Прохождение Церкви через историю не может быть иным, как только свободным привлечением исторических сил к правде Божией, к силе Св. Духа. Уже в ранней Церкви, как свидетельствует история Анании и Санфиры (Деяния, гл. 5, ст. 1-11), в членах Церкви, рядом с их искренней любовью к Церкви, проявлялось лукавство и низшие движения. Если, таким образом, даже в самую раннюю эпоху, когда «не мерою» изливалась благодатная сила на Церковь, вхождение в Церковь и подлинная любовь к ней могли иметь рядом с собой мелкую расчетливость, лукавство и даже распри,— то тем более понятно, что в дальнейшем ходе истории это проявлялось еще сильнее. Оттого в святость Церкви мы веруем по указанию Символа Веры, так как живая реальность Церкви содержит в себе слишком много проявлений непросветленного и непреображенного человеческого естества. Святость Церкви остается в ней, несмотря на то что в человеческой ее стороне святое живет рядом с греховным. Наличность правды и неправды, одновременно сияние света и мрак греховных движений в Церкви, соблазняет и шокирует,— и часто нужен подвиг, чтобы не соблазниться о том, что есть не сущность, а оболочка и поверхность Церкви.

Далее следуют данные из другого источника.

//! Production facility seam

use thiserror::Error;

use crate::{
    roles::{BodySpec, Role, MAX_BODY_PARTS},
    world::{Facility, IdAllocator, SpawnJob, WorkerId},
};

/// Steps a facility spends per body part.
pub const SPAWN_TICKS_PER_PART: u32 = 3;

#[derive(Debug, Clone, PartialEq, Eq, Error)]
pub enum FacilityError {
    #[error("facility is already producing")]
    Busy,
    #[error("body costs {needed} but only {available} energy is pooled")]
    InsufficientEnergy { needed: u32, available: u32 },
    #[error("invalid body: {0}")]
    InvalidBody(String),
}

/// Single-issue production unit.
pub trait ProductionFacility {
    fn is_busy(&self) -> bool;
    fn energy_available(&self) -> u32;
    fn energy_capacity(&self) -> u32;
    fn produce(&mut self, body: &BodySpec, role: Role) -> Result<WorkerId, FacilityError>;
}

/// Borrowed view of a zone facility that starts spawn jobs.
pub struct FacilityHandle<'a> {
    facility: &'a mut Facility,
    ids: &'a mut IdAllocator,
}

impl<'a> FacilityHandle<'a> {
    pub fn new(facility: &'a mut Facility, ids: &'a mut IdAllocator) -> Self {
        Self { facility, ids }
    }
}

impl ProductionFacility for FacilityHandle<'_> {
    fn is_busy(&self) -> bool {
        self.facility.job.is_some()
    }

    fn energy_available(&self) -> u32 {
        self.facility.energy
    }

    fn energy_capacity(&self) -> u32 {
        self.facility.capacity
    }

    fn produce(&mut self, body: &BodySpec, role: Role) -> Result<WorkerId, FacilityError> {
        if self.is_busy() {
            return Err(FacilityError::Busy);
        }
        if body.is_empty() || body.len() > MAX_BODY_PARTS {
            return Err(FacilityError::InvalidBody(format!(
                "{} parts",
                body.len()
            )));
        }
        let needed = body.cost();
        if needed > self.facility.energy {
            return Err(FacilityError::InsufficientEnergy {
                needed,
                available: self.facility.energy,
            });
        }
        self.facility.energy -= needed;
        let worker = self.ids.worker();
        self.facility.job = Some(SpawnJob {
            worker,
            role,
            body: body.clone(),
            remaining: body.len() as u32 * SPAWN_TICKS_PER_PART,
        });
        Ok(worker)
    }
}
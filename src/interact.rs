//! Pointer interaction: hit testing plus the translation of pointer events
//! into viewport transitions. Everything here is a plain function over
//! `(positions, viewport, pointer)` so the logic tests without a browser.

use crate::layout::{Point, PositionMap};
use crate::viewport::{DragState, ViewportState};

/// Pointer-to-node capture distance in canvas pixels.
pub const HIT_RADIUS: f64 = 15.0;

/// Resolve the canvas-local pointer position to a node id. The viewport
/// offset is applied additively to each layout position, matching the way
/// the renderer translates shapes. First node within [`HIT_RADIUS`] wins;
/// the tie-break between overlapping nodes is map iteration order and is
/// deliberately unspecified.
pub fn hit_test<'a>(
    positions: &'a PositionMap,
    viewport: &ViewportState,
    x: f64,
    y: f64,
) -> Option<&'a str> {
    positions.iter().find_map(|(id, pos)| {
        let dx = x - (pos.x + viewport.offset.x);
        let dy = y - (pos.y + viewport.offset.y);
        // Strictly inside: a pointer at exactly HIT_RADIUS is a miss.
        ((dx * dx + dy * dy).sqrt() < HIT_RADIUS).then_some(id.as_str())
    })
}

/// Press: a node under the pointer takes priority over panning, so a drag
/// only starts on empty canvas. Returns true if a drag began.
pub fn pointer_down(
    viewport: &mut ViewportState,
    positions: &PositionMap,
    x: f64,
    y: f64,
) -> bool {
    if hit_test(positions, viewport, x, y).is_some() {
        return false;
    }
    viewport.begin_drag(Point::new(x, y));
    true
}

/// Move: pans while dragging and refreshes hover either way. Returns true
/// when the viewport or hover changed and a repaint is needed.
pub fn pointer_move(
    viewport: &mut ViewportState,
    positions: &PositionMap,
    x: f64,
    y: f64,
) -> bool {
    let mut changed = false;

    if let DragState::Dragging { last } = viewport.drag {
        let (dx, dy) = (x - last.x, y - last.y);
        if dx != 0.0 || dy != 0.0 {
            viewport.pan_by(dx, dy);
            viewport.begin_drag(Point::new(x, y));
            changed = true;
        }
    }

    let hit = hit_test(positions, viewport, x, y).map(str::to_owned);
    if hit != viewport.hovered {
        viewport.set_hover(hit);
        changed = true;
    }
    changed
}

pub fn pointer_up(viewport: &mut ViewportState) {
    viewport.end_drag();
}

/// Leaving the canvas ends any drag and clears the hover.
pub fn pointer_leave(viewport: &mut ViewportState) {
    viewport.end_drag();
    viewport.set_hover(None);
}

/// Wheel: one clamped zoom step per notch, scrolling up zooms in.
pub fn wheel(viewport: &mut ViewportState, delta: f64) {
    if delta < 0.0 {
        viewport.zoom_in();
    } else if delta > 0.0 {
        viewport.zoom_out();
    }
}

/// Click resolution. Never mutates the viewport; the shell forwards the
/// resolved node to the host callback.
pub fn click_target<'a>(
    positions: &'a PositionMap,
    viewport: &ViewportState,
    x: f64,
    y: f64,
) -> Option<&'a str> {
    hit_test(positions, viewport, x, y)
}
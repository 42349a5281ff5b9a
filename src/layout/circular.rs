//! Ring placement: nodes spaced evenly on a circle in input order, with no
//! adjacency consideration.

use super::{LayoutEngine, Point, PositionMap};
use crate::graph::LineageGraph;

pub(super) fn compute(
    engine: &LayoutEngine,
    graph: &LineageGraph,
    width: f64,
    height: f64,
) -> PositionMap {
    let cx = width / 2.0;
    let cy = height / 2.0;
    let radius = width.min(height) / 2.0 - engine.ring_margin;
    let count = graph.nodes.len();

    let mut positions = PositionMap::new();
    for (index, node) in graph.nodes.iter().enumerate() {
        let angle = std::f64::consts::TAU * index as f64 / count as f64;
        positions.insert(
            node.id.clone(),
            Point::new(cx + radius * angle.cos(), cy + radius * angle.sin()),
        );
    }
    positions
}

7. В чем обвиняют Церковь?

Но все это показывает, что главная тема апологетики Церкви связана с ее прохождением, через историю,— все же индивидуальные психологические причины упадка или кризиса, или даже разложения церковного сознания потому и получают свою силу, свою действенность, что мы живем не вне истории, что мы от нее зависим. Бесцерковное христианство, конечно, проявляется индивидуально, у отдельных людей, но его корни лежат в общей истории Церкви.

Три главных «обвинения» выдвигаются против Церкви,— и эти «обвинения» как раз и касаются взаимоотношения Церкви и исторического процесса. Эти «обвинения» против Церкви выдвигают то, что она будто бы подавляет свободу, требуя подлинного подчинения личности себе, вообще не дает личности простора в ее творчестве и деятельности. Рядом с этим стоит обвинение Церкви в том, что она защищает богатых, а не бедных, всегда ублажает людей с деньгами, а тем, кому плохо живется, рекомендует терпение и смирение. Наконец, в укор Церкви ставят еще то, что она будто бы приспособляется к сильным мира сего, угождает властям и не заботится о тех, кого эта власть угнетает. Мы должны войти в более подробное рассмотрение этих упреков; в ближайших главах мы рассмотрим вопросы:

1. Церковь и свобода духа.

2. Церковь и социально-экономические отношения.

3. Церковь и государство.

II. Церковь и свобода духа.

1. Христианское понятие свободы.

Упреки Церкви в том, что она стесняет свободу человека в его творчестве и деятельности, неверны: лишь в небольшой степени они справедливы,— и то лишь в отношении к прошлым векам (и то в Западной Европе). Если кое-где (в Испании, в Южной Америке) те, кто стоит во главе Церкви, и ныне еще стесняют религиозную свободу, вмешиваются в жизнь страны, то, вообще говоря, скорее теперь надо говорить об угнетении Церкви (даже на Западе), чем, наоборот, о притеснениях с ее стороны. Пусть так, скажут нам, но нынешняя свобода выросла на Западе из борьбы с Церковью. Но спросим себя — с Церковью или с теми, кто ее возглавлял? То страшное, что связано, например, с инквизицией, своим мраком может ли погасить свет, одновременно сиявший в Церкви от великих святых, действовавших в той же Западной Церкви? Те стеснения, которые порой исходили от Свящ. Синода в России, ослабляют ли в какой-либо степени тот яркий свет, который светил всей России, исходя от преп. Серафима и других праведников? Надо твердо усвоить то положение, что нельзя отожествлять Церковь в полноте ее богочеловеческого бытия с ее чисто человеческой стороной и особенно с теми, кто ее возглавляет и возглавлял.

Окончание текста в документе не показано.